[YOUR GOAL] Please give back word for word the lines below, from the first one through the one with "use thiserror::Error;".

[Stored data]
════════
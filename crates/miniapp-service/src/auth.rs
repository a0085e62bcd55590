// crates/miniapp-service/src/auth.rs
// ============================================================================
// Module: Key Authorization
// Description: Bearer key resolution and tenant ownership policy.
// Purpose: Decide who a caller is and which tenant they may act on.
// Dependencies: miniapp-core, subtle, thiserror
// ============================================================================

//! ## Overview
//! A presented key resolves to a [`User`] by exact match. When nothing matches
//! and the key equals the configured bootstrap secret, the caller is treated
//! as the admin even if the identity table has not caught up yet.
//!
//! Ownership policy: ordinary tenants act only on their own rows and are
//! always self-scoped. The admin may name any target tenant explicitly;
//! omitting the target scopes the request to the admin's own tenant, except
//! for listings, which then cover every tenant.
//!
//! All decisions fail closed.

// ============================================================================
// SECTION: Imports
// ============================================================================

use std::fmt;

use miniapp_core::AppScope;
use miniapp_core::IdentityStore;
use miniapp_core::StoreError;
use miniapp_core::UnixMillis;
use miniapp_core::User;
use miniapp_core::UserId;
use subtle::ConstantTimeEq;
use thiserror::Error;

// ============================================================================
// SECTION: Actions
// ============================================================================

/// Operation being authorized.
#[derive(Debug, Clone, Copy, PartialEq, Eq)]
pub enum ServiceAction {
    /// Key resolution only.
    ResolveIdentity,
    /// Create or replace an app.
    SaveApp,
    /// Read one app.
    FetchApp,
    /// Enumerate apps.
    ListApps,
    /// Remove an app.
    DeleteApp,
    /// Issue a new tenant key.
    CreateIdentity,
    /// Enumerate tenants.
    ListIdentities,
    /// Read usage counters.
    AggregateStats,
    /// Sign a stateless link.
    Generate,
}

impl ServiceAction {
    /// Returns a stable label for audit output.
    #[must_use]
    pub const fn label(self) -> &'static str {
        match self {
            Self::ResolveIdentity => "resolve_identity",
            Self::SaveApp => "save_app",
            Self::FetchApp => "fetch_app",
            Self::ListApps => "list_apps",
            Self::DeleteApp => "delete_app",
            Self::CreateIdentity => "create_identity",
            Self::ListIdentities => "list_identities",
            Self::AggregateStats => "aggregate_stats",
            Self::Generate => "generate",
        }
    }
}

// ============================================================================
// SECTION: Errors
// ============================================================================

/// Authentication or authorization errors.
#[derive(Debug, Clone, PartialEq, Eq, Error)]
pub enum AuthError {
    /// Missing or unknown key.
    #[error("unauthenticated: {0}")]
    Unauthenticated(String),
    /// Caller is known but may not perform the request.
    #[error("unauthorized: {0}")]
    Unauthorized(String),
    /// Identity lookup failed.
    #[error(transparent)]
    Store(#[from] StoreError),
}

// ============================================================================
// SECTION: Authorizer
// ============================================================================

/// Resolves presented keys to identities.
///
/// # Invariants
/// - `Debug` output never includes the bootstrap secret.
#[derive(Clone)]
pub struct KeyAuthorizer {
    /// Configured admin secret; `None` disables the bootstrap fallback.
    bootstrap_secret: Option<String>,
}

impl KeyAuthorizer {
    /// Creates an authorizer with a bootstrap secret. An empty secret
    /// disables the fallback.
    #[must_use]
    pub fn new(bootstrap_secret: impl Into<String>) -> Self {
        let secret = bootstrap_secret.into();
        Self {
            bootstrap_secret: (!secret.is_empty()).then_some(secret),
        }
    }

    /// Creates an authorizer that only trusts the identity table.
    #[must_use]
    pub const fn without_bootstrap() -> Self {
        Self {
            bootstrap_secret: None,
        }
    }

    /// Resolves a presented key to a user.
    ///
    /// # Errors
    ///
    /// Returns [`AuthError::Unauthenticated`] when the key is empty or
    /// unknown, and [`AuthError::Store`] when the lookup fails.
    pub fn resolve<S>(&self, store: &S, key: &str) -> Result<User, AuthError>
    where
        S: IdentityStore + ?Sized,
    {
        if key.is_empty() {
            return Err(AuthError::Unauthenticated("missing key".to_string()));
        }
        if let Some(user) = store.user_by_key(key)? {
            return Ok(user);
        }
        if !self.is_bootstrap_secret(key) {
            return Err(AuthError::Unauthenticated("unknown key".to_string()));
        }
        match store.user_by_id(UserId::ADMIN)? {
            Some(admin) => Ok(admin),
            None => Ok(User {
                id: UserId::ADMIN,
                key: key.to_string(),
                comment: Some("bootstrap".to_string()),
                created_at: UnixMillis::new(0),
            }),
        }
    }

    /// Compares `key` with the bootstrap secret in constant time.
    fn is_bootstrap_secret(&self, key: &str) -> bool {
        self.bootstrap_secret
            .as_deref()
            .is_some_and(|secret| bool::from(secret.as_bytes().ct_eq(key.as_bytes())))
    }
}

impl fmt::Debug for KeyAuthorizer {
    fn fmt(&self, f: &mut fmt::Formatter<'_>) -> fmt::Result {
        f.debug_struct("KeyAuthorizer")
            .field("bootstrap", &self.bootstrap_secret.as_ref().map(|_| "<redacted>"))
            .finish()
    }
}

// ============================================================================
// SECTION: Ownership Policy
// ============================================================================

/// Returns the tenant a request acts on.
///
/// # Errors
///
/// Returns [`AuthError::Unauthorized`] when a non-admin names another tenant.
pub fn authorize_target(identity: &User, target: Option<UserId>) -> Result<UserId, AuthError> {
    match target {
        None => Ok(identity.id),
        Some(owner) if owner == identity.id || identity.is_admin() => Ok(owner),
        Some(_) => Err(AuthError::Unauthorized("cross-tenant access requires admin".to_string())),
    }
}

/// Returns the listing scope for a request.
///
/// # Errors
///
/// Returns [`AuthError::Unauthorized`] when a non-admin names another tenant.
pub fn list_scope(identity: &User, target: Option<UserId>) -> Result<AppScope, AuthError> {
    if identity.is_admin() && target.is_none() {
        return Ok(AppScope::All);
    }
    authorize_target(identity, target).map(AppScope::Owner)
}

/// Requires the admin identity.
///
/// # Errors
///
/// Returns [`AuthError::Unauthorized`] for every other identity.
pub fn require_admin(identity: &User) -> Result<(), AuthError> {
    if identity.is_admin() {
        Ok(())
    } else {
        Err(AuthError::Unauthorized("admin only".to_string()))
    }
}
════════
[ANSWER]
filename crates/miniapp-service/src/auth.rs
repository a0085e62bcd55590
// crates/miniapp-service/src/auth.rs
// ============================================================================
// Module: Key Authorization
// Description: Bearer key resolution and tenant ownership policy.
// Purpose: Decide who a caller is and which tenant they may act on.
// Dependencies: miniapp-core, subtle, thiserror
// ============================================================================

//! ## Overview
//! A presented key resolves to a [`User`] by exact match. When nothing matches
//! and the key equals the configured bootstrap secret, the caller is treated
//! as the admin even if the identity table has not caught up yet.
//!
//! Ownership policy: ordinary tenants act only on their own rows and are
//! always self-scoped. The admin may name any target tenant explicitly;
//! omitting the target scopes the request to the admin's own tenant, except
//! for listings, which then cover every tenant.
//!
//! All decisions fail closed.

// ============================================================================
// SECTION: Imports
// ============================================================================

use std::fmt;

use miniapp_core::AppScope;
use miniapp_core::IdentityStore;
use miniapp_core::StoreError;
use miniapp_core::UnixMillis;
use miniapp_core::User;
use miniapp_core::UserId;
use subtle::ConstantTimeEq;
use thiserror::Error;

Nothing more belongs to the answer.